Metric five, which was to increase the number of freshmen, sophomores and juniors progressing to the next classification or graduating during the academic year saw an increase in freshmen meeting the goal, but saw a decrease in sophomores from 2,207 to 2,194 and a decrease in juniors from 2,802 to 2,727.

Metric 13, which was to increase the number of readmitted and transfer students who obtain baccalaureate degrees also saw a decrease from the 2017-2018 numbers. Although the 2017-2018 academic year saw a baseline of 1,211 readmitted and transfer students earning their bachelors, the 2018-2019 academic year saw a smaller figure of 1,128 students meeting this goal.

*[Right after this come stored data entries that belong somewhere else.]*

#![allow(clippy::unwrap_used, clippy::expect_used, clippy::panic)]

use std::{cell::RefCell, fmt};

use paycrypto_data_plane::{
    BuilderConf, DataPlaneCall, DataPlaneError, DataPlaneTransport, Fields, Selector,
    builders::{
        build_encrypt_request, build_kek_validation_request, build_key_translation_request,
        build_mac_request, build_verify_mac_request,
    },
    invoke, invoke_typed,
    models::{GenerateMacResponse, WrappedKeyMaterialFormat},
};
use serde_json::{Value, json};

#[derive(Debug)]
struct ServiceUnavailable;

impl fmt::Display for ServiceUnavailable {
    fn fmt(&self, f: &mut fmt::Formatter<'_>) -> fmt::Result {
        write!(f, "service unavailable")
    }
}

impl std::error::Error for ServiceUnavailable {}

/// Records every call and answers with a canned body
struct CannedTransport {
    answer: Option<Value>,
    calls: RefCell<Vec<DataPlaneCall>>,
}

impl CannedTransport {
    fn answering(answer: Value) -> Self {
        Self {
            answer: Some(answer),
            calls: RefCell::new(Vec::new()),
        }
    }

    fn failing() -> Self {
        Self {
            answer: None,
            calls: RefCell::new(Vec::new()),
        }
    }

    fn last_call(&self) -> DataPlaneCall {
        self.calls.borrow().last().cloned().expect("no call sent")
    }
}

impl DataPlaneTransport for CannedTransport {
    type Error = ServiceUnavailable;

    fn send(&self, call: DataPlaneCall) -> Result<Value, Self::Error> {
        self.calls.borrow_mut().push(call);
        self.answer.clone().ok_or(ServiceUnavailable)
    }
}

fn log_init() {
    paycrypto_logger::log_init(Some("debug"));
}

fn mac_answer() -> Value {
    json!({
        "KeyArn": "arn:aws:payment-cryptography:us-east-2:111122223333:key/kwapwa6qaifllw2h",
        "KeyCheckValue": "2976E7",
        "Mac": "ED87F26E961C6D0D"
    })
}

#[test]
fn generate_mac_returns_the_whole_response_by_default() {
    log_init();
    let request = build_mac_request(
        &Fields::new()
            .with("KeyIdentifier", "arn:kek:1")
            .with("MessageData", "3b313038383439303031303733393431353d32343038")
            .with("GenerationAttributes_Algorithm", "HMAC_SHA256"),
        &BuilderConf::default(),
    )
    .unwrap();
    let transport = CannedTransport::answering(mac_answer());

    let value = invoke(&transport, &request, None).unwrap();
    assert_eq!(value, mac_answer());

    let call = transport.last_call();
    assert_eq!(call.operation, "GenerateMac");
    assert_eq!(call.method, "POST");
    assert_eq!(call.path, "/mac/generate");
    assert_eq!(call.body["GenerationAttributes"], json!({"Algorithm": "HMAC_SHA256"}));
}

#[test]
fn explicit_selector_picks_one_member() {
    log_init();
    let request = build_mac_request(
        &Fields::new()
            .with("KeyIdentifier", "arn:kek:1")
            .with("MessageData", "0F0F"),
        &BuilderConf::default(),
    )
    .unwrap();
    let transport = CannedTransport::answering(mac_answer());

    let mac = invoke(&transport, &request, Some(&"Mac".parse().unwrap())).unwrap();
    assert_eq!(mac, json!("ED87F26E961C6D0D"));

    let err = invoke(
        &transport,
        &request,
        Some(&Selector::Property("PlainText".to_owned())),
    )
    .unwrap_err();
    assert!(matches!(err, DataPlaneError::UnknownProperty(name) if name == "PlainText"));
}

#[test]
fn typed_projection_needs_no_selector() {
    log_init();
    let request = build_verify_mac_request(
        &Fields::new()
            .with("KeyIdentifier", "arn:kek:1")
            .with("MessageData", "0F0F")
            .with("Mac", "ED87F26E961C6D0D")
            .with("VerificationAttributes_Algorithm", "CMAC"),
        &BuilderConf::default(),
    )
    .unwrap();
    let transport = CannedTransport::answering(json!({
        "KeyArn": "arn:kek:1",
        "KeyCheckValue": "2976E7"
    }));

    let kcv = invoke_typed(&transport, &request, |response| response.key_check_value).unwrap();
    assert_eq!(kcv, "2976E7");
    assert_eq!(transport.last_call().path, "/mac/verify");
    assert_eq!(transport.last_call().body["Mac"], json!("ED87F26E961C6D0D"));
}

#[test]
fn translation_defaults_to_the_wrapped_key() {
    log_init();
    let request = build_key_translation_request(
        &Fields::new()
            .with("DiffieHellmanTr31KeyBlock_CertificateAuthorityPublicKeyIdentifier", "arn:ca:1")
            .with("DiffieHellmanTr31KeyBlock_PrivateKeyIdentifier", "arn:priv:1")
            .with("DiffieHellmanTr31KeyBlock_DeriveKeyAlgorithm", "AES_256")
            .with("DerivationData_SharedInformation", "1234")
            .with("Tr31KeyBlock_WrappingKeyIdentifier", "arn:kek:2"),
        &BuilderConf::default(),
    )
    .unwrap();
    let wrapped_key = json!({
        "KeyCheckValue": "7CC6",
        "KeyCheckValueAlgorithm": "CMAC",
        "KeyMaterial": "D0112B0AX00E0000",
        "WrappedKeyMaterialFormat": "TR31_KEY_BLOCK"
    });
    let transport = CannedTransport::answering(json!({ "WrappedKey": wrapped_key }));

    assert_eq!(invoke(&transport, &request, None).unwrap(), wrapped_key);
    let call = transport.last_call();
    assert_eq!(call.path, "/keymaterial/translate");
    assert_eq!(
        call.body["IncomingKeyMaterial"]["DiffieHellmanTr31KeyBlock"]["DerivationData"],
        json!({"SharedInformation": "1234"})
    );
    assert_eq!(
        call.body["OutgoingKeyMaterial"],
        json!({"Tr31KeyBlock": {"WrappingKeyIdentifier": "arn:kek:2"}})
    );
}

#[test]
fn encrypt_puts_the_key_in_the_path() {
    log_init();
    let request = build_encrypt_request(
        &Fields::new()
            .with("KeyIdentifier", "arn:key:3")
            .with("PlainText", "31323334")
            .with("Symmetric_Mode", "CBC")
            .with("Symmetric_InitializationVector", "00000000000000000000000000000000"),
        &BuilderConf::default(),
    )
    .unwrap();
    let transport = CannedTransport::answering(json!({
        "KeyArn": "arn:key:3",
        "CipherText": "33612AB9D6929C3A"
    }));

    let value = invoke(&transport, &request, Some(&Selector::Whole)).unwrap();
    assert_eq!(value["CipherText"], json!("33612AB9D6929C3A"));
    assert_eq!(value["KeyCheckValue"], Value::Null);

    let call = transport.last_call();
    assert_eq!(call.path, "/keys/arn%3Akey%3A3/encrypt");
    assert!(call.body.get("KeyIdentifier").is_none());
    assert_eq!(
        call.body["EncryptionAttributes"],
        json!({"Symmetric": {"Mode": "CBC", "InitializationVector": "00000000000000000000000000000000"}})
    );
}

#[test]
fn kek_validation_round_trip() {
    log_init();
    let request = build_kek_validation_request(
        &Fields::new()
            .with("KeyIdentifier", "arn:kek:4")
            .with("RandomKeySendVariantMask", "VARIANT_MASK_82C0")
            .with("KekValidationRequest_DeriveKeyAlgorithm", "TDES_2KEY"),
        &BuilderConf::default(),
    )
    .unwrap();
    let transport = CannedTransport::answering(json!({
        "KeyArn": "arn:kek:4",
        "KeyCheckValue": "A1B2C3",
        "RandomKeyReceive": "0123",
        "RandomKeySend": "4567"
    }));

    let send = invoke_typed(&transport, &request, |response| response.random_key_send).unwrap();
    assert_eq!(send, "4567");
    let call = transport.last_call();
    assert_eq!(call.operation, "GenerateAs2805KekValidation");
    assert_eq!(call.path, "/as2805kekvalidation/generate");
    assert_eq!(
        call.body["KekValidationType"],
        json!({"KekValidationRequest": {"DeriveKeyAlgorithm": "TDES_2KEY"}})
    );
}

#[test]
fn transport_errors_keep_their_source() {
    log_init();
    let request = build_mac_request(
        &Fields::new()
            .with("KeyIdentifier", "arn:kek:1")
            .with("MessageData", "0F0F"),
        &BuilderConf::default(),
    )
    .unwrap();
    let transport = CannedTransport::failing();

    let err = invoke(&transport, &request, None).unwrap_err();
    let DataPlaneError::Transport(source) = err else {
        panic!("expected a transport error, got {err}");
    };
    assert!(source.downcast_ref::<ServiceUnavailable>().is_some());
    assert_eq!(transport.calls.borrow().len(), 1);
}

#[test]
fn malformed_response_is_reported() {
    log_init();
    let request = build_mac_request(
        &Fields::new()
            .with("KeyIdentifier", "arn:kek:1")
            .with("MessageData", "0F0F"),
        &BuilderConf::default(),
    )
    .unwrap();
    let transport = CannedTransport::answering(json!({"KeyArn": "arn:kek:1"}));

    let err = invoke_typed(&transport, &request, |r: GenerateMacResponse| r.mac).unwrap_err();
    assert!(err.to_string().contains("GenerateMac response"));
}

#[test]
fn unlisted_response_format_is_kept() {
    log_init();
    let request = build_key_translation_request(
        &Fields::new().with("Tr31KeyBlock_WrappingKeyIdentifier", "arn:kek:2"),
        &BuilderConf::default(),
    )
    .unwrap();
    let transport = CannedTransport::answering(json!({
        "WrappedKey": {
            "KeyCheckValue": "7CC6",
            "KeyMaterial": "D0112B0AX00E0000",
            "WrappedKeyMaterialFormat": "TR99_KEY_BLOCK"
        }
    }));

    let format = invoke_typed(&transport, &request, |response| {
        response.wrapped_key.wrapped_key_material_format
    })
    .unwrap();
    assert_eq!(
        format,
        WrappedKeyMaterialFormat::Unknown("TR99_KEY_BLOCK".to_owned())
    );
    assert_eq!(
        invoke(&transport, &request, None).unwrap()["WrappedKeyMaterialFormat"],
        json!("TR99_KEY_BLOCK")
    );
}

After Schulte’s presentation, President Caboni gave a President’s Report, that focused on the progress made on the FirstYear Village and WKU Commons, the launching of LifeWorks at WKU, the successful events of Homecoming and Parents Weekend and the plans for more aggressive recruitment in Middle Tennessee.

To close the meeting, Gil Johnson presented Caboni’s Annual Evaluation to the Board of Regents.

The evaluation consisted of a self-evaluation and the evaluation of Caboni by the Board of Regents, which focused on his achievements from the past academic year, which included his contributions to recruitment and retention, philanthropy, WKU experience, budget stabilization and community engagement.

“As the WKU worked through significant challenges during the past two years, thoughtful, innovative and forward-thinking leadership was critical to our confronting and overcoming those challenges,” The evaluation reads. “President Caboni’s collaborative and reasoned leadership style allowed our university to navigate these challenges and emerge as a more financially-stable, student-focused and attractive institution that is well prepared to continue its climb.”

Friday’s meeting slate also included a special called meeting of the Board. 

The main focus of the meeting was the first reading of the amendments to the Board of Regents bylaws to write the authorities of the President in a separate set of policies. The Board of Regents created an ad hoc committee last year to tackle this issue. One of the members is Staff Regent David Brinkley.

“We think recently that we have come to a solution that will enable us to modify policy needed as it relates to the president and I think this will give us more flexibility,” Brinkley said.

The amendments were read and a motion was passed to make this occurrence the first reading. The amendments will be read again for approval at the next meeting.

The Finance and Budget Committee discussed the use of paper during their time before accepting an action to file the 2019-2020 First Quarter Statement of Revenues and Expenditures.

During the special called meeting, the board approved the naming the new WKU golf facility after Phillip Hatchett, the late former coach of the golf program.